Ach Gottchen, die Medien

Ach Gottchen, die Medien

Erschienen am Montag, 22. Juni 2015

Manchmal finden sich in den Medien Artikel, die ungewollt erheiternd wirken. Da gibt es zum Beispiel den Herrn Göran Schattauer. Der schreibt für den Focus Artikel zu Auffälligkeiten im deutschen Rechtssystem und mailte vor kurzem: „Leider komme ich derzeit nicht dazu, mich um Ihr Anliegen zu kümmern. Falls das Thema später für uns relevant werden sollte, würde ich mich bei Ihnen melden.“ Und worum ging es? Es ging nur um die miesen Methoden des Deutsche Bundestags bzw. des so genannten Petitionsausschussdienstes, mit denen er das im Grundgesetz verankerte Petitionsrecht des Bürgers beugt. Kann man schon verstehen, dass Herr Schattauer da keine Gefahr für den Bürger sah und lieber über etwas anderes berichten will.

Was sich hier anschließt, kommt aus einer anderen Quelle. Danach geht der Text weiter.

use thiserror::Error;

/// Errors surfaced by every backend.
///
/// [`AdapterError::NoRows`] and [`AdapterError::TxClosed`] are the two sentinels callers may
/// branch on. Backends translate their native equivalents into them; every other failure is
/// carried through untouched inside one of the wrapping variants, so its message and source chain
/// stay available for diagnostics.
#[derive(Debug, Error)]
pub enum AdapterError {
    /// A single-row query produced no rows.
    #[error("no rows in result set")]
    NoRows,

    /// The transaction was already committed or rolled back.
    #[error("transaction has already been committed or rolled back")]
    TxClosed,

    #[cfg(feature = "postgres")]
    #[error(transparent)]
    PostgresError(#[from] tokio_postgres::Error),

    #[cfg(feature = "postgres")]
    #[error(transparent)]
    PoolErrorPostgres(deadpool_postgres::PoolError),

    #[cfg(feature = "sqlite")]
    #[error(transparent)]
    SqliteError(rusqlite::Error),

    #[cfg(feature = "sqlite")]
    #[error(transparent)]
    PoolErrorSqlite(deadpool::managed::PoolError<rusqlite::Error>),

    #[error("connection pool is closed")]
    PoolClosed,

    #[error("Configuration error: {0}")]
    ConfigError(String),

    #[error("Connection error: {0}")]
    ConnectionError(String),

    #[error("Scan error: {0}")]
    ScanError(String),
}

impl AdapterError {
    /// True for the no-rows sentinel.
    #[must_use]
    pub fn is_no_rows(&self) -> bool {
        matches!(self, AdapterError::NoRows)
    }

    /// True for the transaction-closed sentinel.
    #[must_use]
    pub fn is_tx_closed(&self) -> bool {
        matches!(self, AdapterError::TxClosed)
    }
}

pub type Result<T, E = AdapterError> = std::result::Result<T, E>;

#[cfg(feature = "sqlite")]
impl From<rusqlite::Error> for AdapterError {
    fn from(err: rusqlite::Error) -> Self {
        match err {
            rusqlite::Error::QueryReturnedNoRows => AdapterError::NoRows,
            other => AdapterError::SqliteError(other),
        }
    }
}

#[cfg(feature = "postgres")]
impl From<deadpool_postgres::PoolError> for AdapterError {
    fn from(err: deadpool_postgres::PoolError) -> Self {
        match err {
            deadpool_postgres::PoolError::Closed => AdapterError::PoolClosed,
            deadpool_postgres::PoolError::Backend(e) => AdapterError::PostgresError(e),
            other => AdapterError::PoolErrorPostgres(other),
        }
    }
}

#[cfg(feature = "sqlite")]
impl From<deadpool::managed::PoolError<rusqlite::Error>> for AdapterError {
    fn from(err: deadpool::managed::PoolError<rusqlite::Error>) -> Self {
        match err {
            deadpool::managed::PoolError::Closed => AdapterError::PoolClosed,
            deadpool::managed::PoolError::Backend(e) => AdapterError::from(e),
            other => AdapterError::PoolErrorSqlite(other),
        }
    }
}
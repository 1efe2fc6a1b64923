use async_trait::async_trait;
use deadpool_postgres::{ClientWrapper, Pool};

use crate::adapter::Row;
use crate::error::AdapterError;
use crate::results::{ScanTarget, scan_into};
use crate::types::RowValues;

use super::connection::PgConn;
use super::query::query_first;

/// Where a deferred row query will run.
pub(crate) enum PgExecutor<'a> {
    /// Check a connection out for the duration of the query.
    Pool(&'a Pool),
    /// A leased connection; any abandoned transaction is settled first.
    Conn(&'a mut PgConn),
    /// The client owned by an open transaction.
    Client(&'a ClientWrapper),
    /// A finished transaction.
    Closed,
}

/// A single-row query on Postgres, run when scanned.
pub struct PgRow<'a> {
    exec: PgExecutor<'a>,
    sql: String,
    args: Vec<RowValues>,
}

impl<'a> PgRow<'a> {
    pub(crate) fn new(exec: PgExecutor<'a>, sql: &str, args: &[RowValues]) -> Self {
        Self {
            exec,
            sql: sql.to_owned(),
            args: args.to_vec(),
        }
    }
}

#[async_trait]
impl Row for PgRow<'_> {
    async fn scan(self: Box<Self>, dest: &mut [&mut dyn ScanTarget]) -> Result<(), AdapterError> {
        let PgRow { exec, sql, args } = *self;
        let values = match exec {
            PgExecutor::Pool(pool) => {
                let client = pool.get().await?;
                query_first(&client, &sql, &args).await?
            }
            PgExecutor::Conn(conn) => {
                conn.settle().await?;
                query_first(conn.client()?, &sql, &args).await?
            }
            PgExecutor::Client(client) => query_first(client, &sql, &args).await?,
            PgExecutor::Closed => return Err(AdapterError::TxClosed),
        };
        scan_into(values, dest)
    }
}
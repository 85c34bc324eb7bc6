//! HTTP Layer - RESTful JSON API

pub mod dto;
pub mod error;
pub mod handlers;
pub mod middleware;
pub mod routes;
pub mod server;
pub mod state;

pub use error::ApiError;
pub use routes::create_routes;
pub use server::{HttpServer, ServerConfig};
pub use state::AppState;
//! HTTP Handlers

mod items;
mod lists;
mod ping;

pub use items::*;
pub use lists::*;
pub use ping::*;
//! List HTTP Handlers

use axum::{
    extract::{Path, State},
    http::StatusCode,
    Json,
};
use std::sync::Arc;

use crate::application::{CreateList, DeleteList, GetList, ListLists};
use crate::domain::ListId;
use crate::infrastructure::http::dto::{
    ListSummaryResponse, NewListRequest, NewListResponse, TodoListResponse,
};
use crate::infrastructure::http::error::ApiError;
use crate::infrastructure::http::state::AppState;

/// 获取所有清单摘要
pub async fn list_lists(
    State(state): State<Arc<AppState>>,
) -> Result<Json<Vec<ListSummaryResponse>>, ApiError> {
    let summaries = state.list_lists_handler.handle(ListLists).await?;

    Ok(Json(
        summaries
            .into_iter()
            .map(ListSummaryResponse::from)
            .collect(),
    ))
}

/// 创建清单
pub async fn create_list(
    State(state): State<Arc<AppState>>,
    Json(req): Json<NewListRequest>,
) -> Result<(StatusCode, Json<NewListResponse>), ApiError> {
    let result = state
        .create_list_handler
        .handle(CreateList { name: req.name })
        .await?;

    Ok((
        StatusCode::CREATED,
        Json(NewListResponse {
            id: result.id.as_str().to_string(),
            name: result.name,
        }),
    ))
}

/// 获取清单详情
pub async fn get_list(
    State(state): State<Arc<AppState>>,
    Path(list_id): Path<String>,
) -> Result<Json<TodoListResponse>, ApiError> {
    let list = state
        .get_list_handler
        .handle(GetList {
            list_id: ListId::new(list_id),
        })
        .await?;

    Ok(Json(TodoListResponse::from(list)))
}

/// 删除清单，返回是否确实删除
pub async fn delete_list(
    State(state): State<Arc<AppState>>,
    Path(list_id): Path<String>,
) -> Result<Json<bool>, ApiError> {
    let deleted = state
        .delete_list_handler
        .handle(DeleteList {
            list_id: ListId::new(list_id),
        })
        .await?;

    Ok(Json(deleted))
}
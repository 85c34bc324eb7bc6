//! MongoDB Database - 客户端连接与集合获取

use std::time::Duration;

use mongodb::{bson::doc, options::ClientOptions, Client, Collection};
use thiserror::Error;

use super::TodoListDocument;

/// 未在连接串和配置中指定数据库时使用的默认库名
pub const DEFAULT_DATABASE: &str = "todo";

/// 默认集合名
pub const DEFAULT_COLLECTION: &str = "todo_lists";

/// 启动阶段的存储错误，任何一种都会导致进程退出
#[derive(Debug, Error)]
pub enum StoreError {
    #[error("Invalid MongoDB connection string: {0}")]
    InvalidUri(String),

    #[error("Document store unavailable: {0}")]
    Unavailable(String),

    #[error("Document store did not answer ping within {0:?}")]
    Timeout(Duration),
}

/// MongoDB 连接配置
#[derive(Debug, Clone)]
pub struct MongoConfig {
    /// 连接串
    pub uri: String,
    /// 数据库名，None 时使用连接串中的默认库
    pub database: Option<String>,
    /// 集合名
    pub collection: String,
    /// 服务器选择超时
    pub server_selection_timeout: Duration,
    /// 建立连接超时
    pub connect_timeout: Duration,
    /// 启动时 ping 的超时
    pub ping_timeout: Duration,
}

impl MongoConfig {
    pub fn new(uri: impl Into<String>) -> Self {
        Self {
            uri: uri.into(),
            database: None,
            collection: DEFAULT_COLLECTION.to_string(),
            server_selection_timeout: Duration::from_secs(30),
            connect_timeout: Duration::from_secs(30),
            ping_timeout: Duration::from_secs(10),
        }
    }
}

/// 创建客户端并 ping 一次，确认存储可用
///
/// 超时只在这里设置一次，之后的请求不再做额外的超时或重试
pub async fn connect(config: &MongoConfig) -> Result<Client, StoreError> {
    let mut options = ClientOptions::parse(&config.uri)
        .await
        .map_err(|e| StoreError::InvalidUri(e.to_string()))?;
    options.server_selection_timeout = Some(config.server_selection_timeout);
    options.connect_timeout = Some(config.connect_timeout);
    if options.app_name.is_none() {
        options.app_name = Some(env!("CARGO_PKG_NAME").to_string());
    }

    let client =
        Client::with_options(options).map_err(|e| StoreError::Unavailable(e.to_string()))?;

    tokio::time::timeout(config.ping_timeout, async {
        client
            .database("admin")
            .run_command(doc! { "ping": 1 })
            .await
    })
    .await
    .map_err(|_| StoreError::Timeout(config.ping_timeout))?
    .map_err(|e| StoreError::Unavailable(e.to_string()))?;

    tracing::info!("MongoDB connection established");

    Ok(client)
}

/// 获取清单集合
///
/// 库名优先级：配置 > 连接串默认库 > `DEFAULT_DATABASE`
pub fn todo_lists_collection(client: &Client, config: &MongoConfig) -> Collection<TodoListDocument> {
    let database = config
        .database
        .as_deref()
        .map(|name| client.database(name))
        .or_else(|| client.default_database())
        .unwrap_or_else(|| client.database(DEFAULT_DATABASE));

    tracing::info!(
        database = %database.name(),
        collection = %config.collection,
        "Using todo list collection"
    );

    database.collection(&config.collection)
}

/// 隐藏连接串中的凭据，用于日志
pub fn redact_uri(uri: &str) -> String {
    let Some(at) = uri.rfind('@') else {
        return uri.to_string();
    };
    match uri.find("://") {
        Some(scheme_end) if scheme_end + 3 <= at => {
            format!("{}://***@{}", &uri[..scheme_end], &uri[at + 1..])
        }
        _ => uri.to_string(),
    }
}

Oder nehmen Sie Frau Helen Zuber. Die schrieb in Der Spiegel Nr. 22 auf S. 86 über die Krise der politischen Parteien in Spanien: „Anders als in Deutschland, wo nach Ende des Zweiten Weltkriegs das neue Grundgesetz eine funktionierende Demokratie sicherte, gaben sich die Spanier zwar 1978 eine demokratische Verfassung. Aber in der gesellschaftlichen Praxis hebelten die Parteien die Kontrollen aus.“
Gut, dass bei uns die Parteien nicht über die Besetzung des Bundesverfassungsgerichts bestimmen. Oder dass die Parteien nicht die Steuerungsgremien der öffentlich-rechtlichen Sender dominieren. Oder einfach die Mehrheit der Bevölkerung durch Kürzung der Renten arm machen. Na ja, Frau Zuber scheint sich in Spanien besser auszukennen als in Deutschland. Schreibt sie doch: „Denn die Staatanwälte sind an die Weisungen der Minister in gebunden“ In Spanien, und nicht in Deutschland??? Mein Gott, Frau Zuber!

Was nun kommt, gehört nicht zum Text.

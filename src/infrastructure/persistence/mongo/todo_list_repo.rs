//! MongoDB TodoList Repository
//!
//! 文档结构：
//! `{ _id: ObjectId, name: string, items: [{ id: string, label: string, checked: bool }] }`

use async_trait::async_trait;
use futures_util::TryStreamExt;
use mongodb::{
    bson::{doc, oid::ObjectId, Document},
    options::ReturnDocument,
    Collection,
};
use serde::{Deserialize, Serialize};

use crate::application::ports::{RepositoryError, TodoListRepositoryPort};
use crate::domain::{ItemId, ListId, ListName, ListSummary, TodoItem, TodoList};

/// 清单文档
#[derive(Debug, Clone, Serialize, Deserialize)]
pub struct TodoListDocument {
    #[serde(rename = "_id")]
    pub id: ObjectId,
    pub name: String,
    #[serde(default)]
    pub items: Vec<TodoItemDocument>,
}

/// 条目子文档
#[derive(Debug, Clone, Serialize, Deserialize)]
pub struct TodoItemDocument {
    pub id: String,
    pub label: String,
    #[serde(default)]
    pub checked: bool,
}

/// 摘要投影结果
#[derive(Debug, Deserialize)]
pub struct ListSummaryDocument {
    #[serde(rename = "_id")]
    pub id: ObjectId,
    #[serde(default)]
    pub name: String,
    pub item_count: i64,
    pub checked_count: i64,
}

impl From<TodoListDocument> for TodoList {
    fn from(document: TodoListDocument) -> Self {
        let items = document.items.into_iter().map(TodoItem::from).collect();
        TodoList::restore(ListId::new(document.id.to_hex()), document.name, items)
    }
}

impl From<TodoItemDocument> for TodoItem {
    fn from(document: TodoItemDocument) -> Self {
        TodoItem::restore(ItemId::new(document.id), document.label, document.checked)
    }
}

impl From<&TodoItem> for TodoItemDocument {
    fn from(item: &TodoItem) -> Self {
        Self {
            id: item.id().as_str().to_string(),
            label: item.label().to_string(),
            checked: item.is_checked(),
        }
    }
}

impl From<ListSummaryDocument> for ListSummary {
    fn from(document: ListSummaryDocument) -> Self {
        ListSummary {
            id: ListId::new(document.id.to_hex()),
            name: document.name,
            item_count: document.item_count.max(0) as usize,
            checked_count: document.checked_count.max(0) as usize,
        }
    }
}

/// 非法的 ObjectId 不可能匹配任何文档，按不存在处理
fn parse_object_id(id: &ListId) -> Option<ObjectId> {
    ObjectId::parse_str(id.as_str()).ok()
}

/// 摘要投影：条目总数和已勾选数在服务端计算
fn summary_projection() -> Document {
    doc! {
        "name": 1,
        "item_count": { "$size": { "$ifNull": ["$items", []] } },
        "checked_count": {
            "$size": {
                "$filter": {
                    "input": { "$ifNull": ["$items", []] },
                    "as": "item",
                    "cond": { "$eq": ["$$item.checked", true] },
                }
            }
        },
    }
}

fn list_filter(id: ObjectId) -> Document {
    doc! { "_id": id }
}

/// 同时匹配清单 ID 和条目 ID，条目不存在时更新不会命中
fn item_filter(id: ObjectId, item_id: &ItemId) -> Document {
    doc! { "_id": id, "items.id": item_id.as_str() }
}

fn push_item_update(item: &TodoItem) -> Result<Document, RepositoryError> {
    let item = mongodb::bson::to_bson(&TodoItemDocument::from(item))
        .map_err(|e| RepositoryError::SerializationError(e.to_string()))?;
    Ok(doc! { "$push": { "items": item } })
}

fn pull_item_update(item_id: &ItemId) -> Document {
    doc! { "$pull": { "items": { "id": item_id.as_str() } } }
}

fn set_checked_update(checked: bool) -> Document {
    doc! { "$set": { "items.$.checked": checked } }
}

fn db_error(err: mongodb::error::Error) -> RepositoryError {
    RepositoryError::DatabaseError(err.to_string())
}

/// MongoDB TodoList Repository
///
/// 持有的 Collection 内部共享同一个连接池，可在并发请求间复用
pub struct MongoTodoListRepository {
    collection: Collection<TodoListDocument>,
}

impl MongoTodoListRepository {
    pub fn new(collection: Collection<TodoListDocument>) -> Self {
        Self { collection }
    }

    async fn update_one_returning(
        &self,
        filter: Document,
        update: Document,
    ) -> Result<Option<TodoList>, RepositoryError> {
        let document = self
            .collection
            .find_one_and_update(filter, update)
            .return_document(ReturnDocument::After)
            .await
            .map_err(db_error)?;

        Ok(document.map(TodoList::from))
    }
}

#[async_trait]
impl TodoListRepositoryPort for MongoTodoListRepository {
    async fn list_summaries(&self) -> Result<Vec<ListSummary>, RepositoryError> {
        let cursor = self
            .collection
            .clone_with_type::<ListSummaryDocument>()
            .find(doc! {})
            .projection(summary_projection())
            .sort(doc! { "name": 1 })
            .await
            .map_err(db_error)?;

        let documents: Vec<ListSummaryDocument> = cursor.try_collect().await.map_err(db_error)?;

        Ok(documents.into_iter().map(ListSummary::from).collect())
    }

    async fn create_list(&self, name: &ListName) -> Result<ListId, RepositoryError> {
        let document = TodoListDocument {
            id: ObjectId::new(),
            name: name.as_str().to_string(),
            items: Vec::new(),
        };

        self.collection
            .insert_one(&document)
            .await
            .map_err(db_error)?;

        Ok(ListId::new(document.id.to_hex()))
    }

    async fn find_by_id(&self, id: &ListId) -> Result<Option<TodoList>, RepositoryError> {
        let Some(oid) = parse_object_id(id) else {
            return Ok(None);
        };

        let document = self
            .collection
            .find_one(list_filter(oid))
            .await
            .map_err(db_error)?;

        Ok(document.map(TodoList::from))
    }

    async fn delete_list(&self, id: &ListId) -> Result<bool, RepositoryError> {
        let Some(oid) = parse_object_id(id) else {
            return Ok(false);
        };

        let result = self
            .collection
            .delete_one(list_filter(oid))
            .await
            .map_err(db_error)?;

        Ok(result.deleted_count == 1)
    }

    async fn push_item(
        &self,
        list_id: &ListId,
        item: &TodoItem,
    ) -> Result<Option<TodoList>, RepositoryError> {
        let Some(oid) = parse_object_id(list_id) else {
            return Ok(None);
        };

        self.update_one_returning(list_filter(oid), push_item_update(item)?)
            .await
    }

    async fn pull_item(
        &self,
        list_id: &ListId,
        item_id: &ItemId,
    ) -> Result<Option<TodoList>, RepositoryError> {
        let Some(oid) = parse_object_id(list_id) else {
            return Ok(None);
        };

        self.update_one_returning(item_filter(oid, item_id), pull_item_update(item_id))
            .await
    }

    async fn set_checked(
        &self,
        list_id: &ListId,
        item_id: &ItemId,
        checked: bool,
    ) -> Result<Option<TodoList>, RepositoryError> {
        let Some(oid) = parse_object_id(list_id) else {
            return Ok(None);
        };

        self.update_one_returning(item_filter(oid, item_id), set_checked_update(checked))
            .await
    }
}

#[cfg(test)]
mod tests {
    use super::*;
    use crate::domain::ItemLabel;

    #[test]
    fn test_document_uses_underscore_id() {
        let oid = ObjectId::new();
        let document = TodoListDocument {
            id: oid,
            name: "Groceries".to_string(),
            items: Vec::new(),
        };

        let bson = mongodb::bson::to_document(&document).unwrap();

        assert_eq!(bson.get_object_id("_id").unwrap(), oid);
        assert_eq!(bson.get_str("name").unwrap(), "Groceries");
        assert!(bson.get_array("items").unwrap().is_empty());
    }

    #[test]
    fn test_document_without_items_field_decodes_empty() {
        let oid = ObjectId::new();
        let raw = doc! { "_id": oid, "name": "Legacy" };

        let document: TodoListDocument = mongodb::bson::from_document(raw).unwrap();
        let list = TodoList::from(document);

        assert_eq!(list.id().as_str(), oid.to_hex());
        assert!(list.items().is_empty());
    }

    #[test]
    fn test_document_to_domain_keeps_item_order() {
        let raw = doc! {
            "_id": ObjectId::new(),
            "name": "Chores",
            "items": [
                { "id": "a1", "label": "Sweep", "checked": true },
                { "id": "b2", "label": "Mop" },
            ],
        };

        let list = TodoList::from(mongodb::bson::from_document::<TodoListDocument>(raw).unwrap());

        assert_eq!(list.items().len(), 2);
        assert_eq!(list.items()[0].id().as_str(), "a1");
        assert!(list.items()[0].is_checked());
        assert_eq!(list.items()[1].label(), "Mop");
        assert!(!list.items()[1].is_checked());
    }

    #[test]
    fn test_summary_document_accepts_int32_counts() {
        let oid = ObjectId::new();
        let raw = doc! { "_id": oid, "name": "Chores", "item_count": 3_i32, "checked_count": 1_i32 };

        let summary = ListSummary::from(
            mongodb::bson::from_document::<ListSummaryDocument>(raw).unwrap(),
        );

        assert_eq!(summary.id.as_str(), oid.to_hex());
        assert_eq!(summary.item_count, 3);
        assert_eq!(summary.checked_count, 1);
    }

    #[test]
    fn test_invalid_object_id_is_absent() {
        assert!(parse_object_id(&ListId::new("not-an-object-id")).is_none());
        let oid = ObjectId::new();
        assert_eq!(parse_object_id(&ListId::new(oid.to_hex())), Some(oid));
    }

    #[test]
    fn test_item_updates_match_item_id() {
        let oid = ObjectId::new();
        let item_id = ItemId::new("abc");

        let filter = item_filter(oid, &item_id);
        assert_eq!(filter.get_object_id("_id").unwrap(), oid);
        assert_eq!(filter.get_str("items.id").unwrap(), "abc");

        let update = set_checked_update(true);
        assert!(update.get_document("$set").unwrap().get_bool("items.$.checked").unwrap());

        let pull = pull_item_update(&item_id);
        let pulled = pull.get_document("$pull").unwrap().get_document("items").unwrap();
        assert_eq!(pulled.get_str("id").unwrap(), "abc");
    }

    #[test]
    fn test_push_update_contains_new_item() {
        let item = TodoItem::new(ItemLabel::new("Sweep").unwrap());

        let update = push_item_update(&item).unwrap();
        let pushed = update.get_document("$push").unwrap().get_document("items").unwrap();

        assert_eq!(pushed.get_str("id").unwrap(), item.id().as_str());
        assert_eq!(pushed.get_str("label").unwrap(), "Sweep");
        assert!(!pushed.get_bool("checked").unwrap());
    }

    #[test]
    fn test_summary_projection_computes_counts() {
        let projection = summary_projection();
        assert!(projection.contains_key("item_count"));
        assert!(projection.contains_key("checked_count"));
        assert_eq!(projection.get_i32("name").unwrap(), 1);
    }
}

Oder nehmen Sie Tim Schäfer. Der schreibt wöchentlich über die Geschehnisse an der Wall Street für Euro am Sonntag, darüber hinaus auch er für das WirtschaftsBlatt in Österreich und die Börsenbriefe Prior Global und Prior Börse. Und Herr Schäfer machte eine Entdeckung: Altersarmut kann größte Krise Deutschlands werden. Sie kann. Und dann sprudeln die Erkenntnisse nur so aus ihm raus: „Ein Drittel der Deutschen hat keinerlei Ersparnisse. Ich finde das erschreckend. Viele dieser Menschen, die nicht frühzeitig Vorsorge fürs Alter treffen, stehen womöglich vor der Altersarmut. Zumal die Bundesregierung beschlossen hat, die Leistungen der gesetzlichen Rente schrittweise runter zu fahren.“ Aber, der Mann hat auch Empfehlungen: „Legen Sie besser jeden Monat etwas Geld auf die Seite. Empfehlenswert sind mindestens acht bis zehn Prozent des Einkommens.“ Ja, das werden sicher ganz viele Menschen können, mindestens acht bis zehn Prozent des Einkommens zur Seite legen. Und er hat noch andere Tipps: „Ich habe kein Auto. Ich nutze den ÖPNV. Gehe ich ins Restaurant, verzichte ich auf die Nachspeise. Oft ist mir diese zu teuer. Und sie schmeckt nicht.“ Sagte ich schon, dass Herr Schäfer in New York City und bei Frankfurt lebt? Beides Städte, die ein Nahverkehrsnetz haben. Wohl dem, der dort leben kann. Und, ob Herr Schäfer es nun glaubt oder nicht, es gibt Leute, die können sich nicht einmal einen Restaurantbesuch leisten.

Und dann gibt es noch eine Meldung. Die ist allerdings weniger komisch. Im Jahr 2005 mussten nur 800.000 Rentner auf ihre Rente Steuern zahlen. Heute sind es etwa fünf Millionen. Und es werden immer mehr, die über Steuern arm gemacht werden.

Die traurige Wahrheit, die Altersarmut ist in Deutschland längst angekommen, sie ist Realität.
Dafür sorgen schon unsere Politiker. Da brauchen wir keine Journalisten, die uns eine heile Welt vorgaukeln.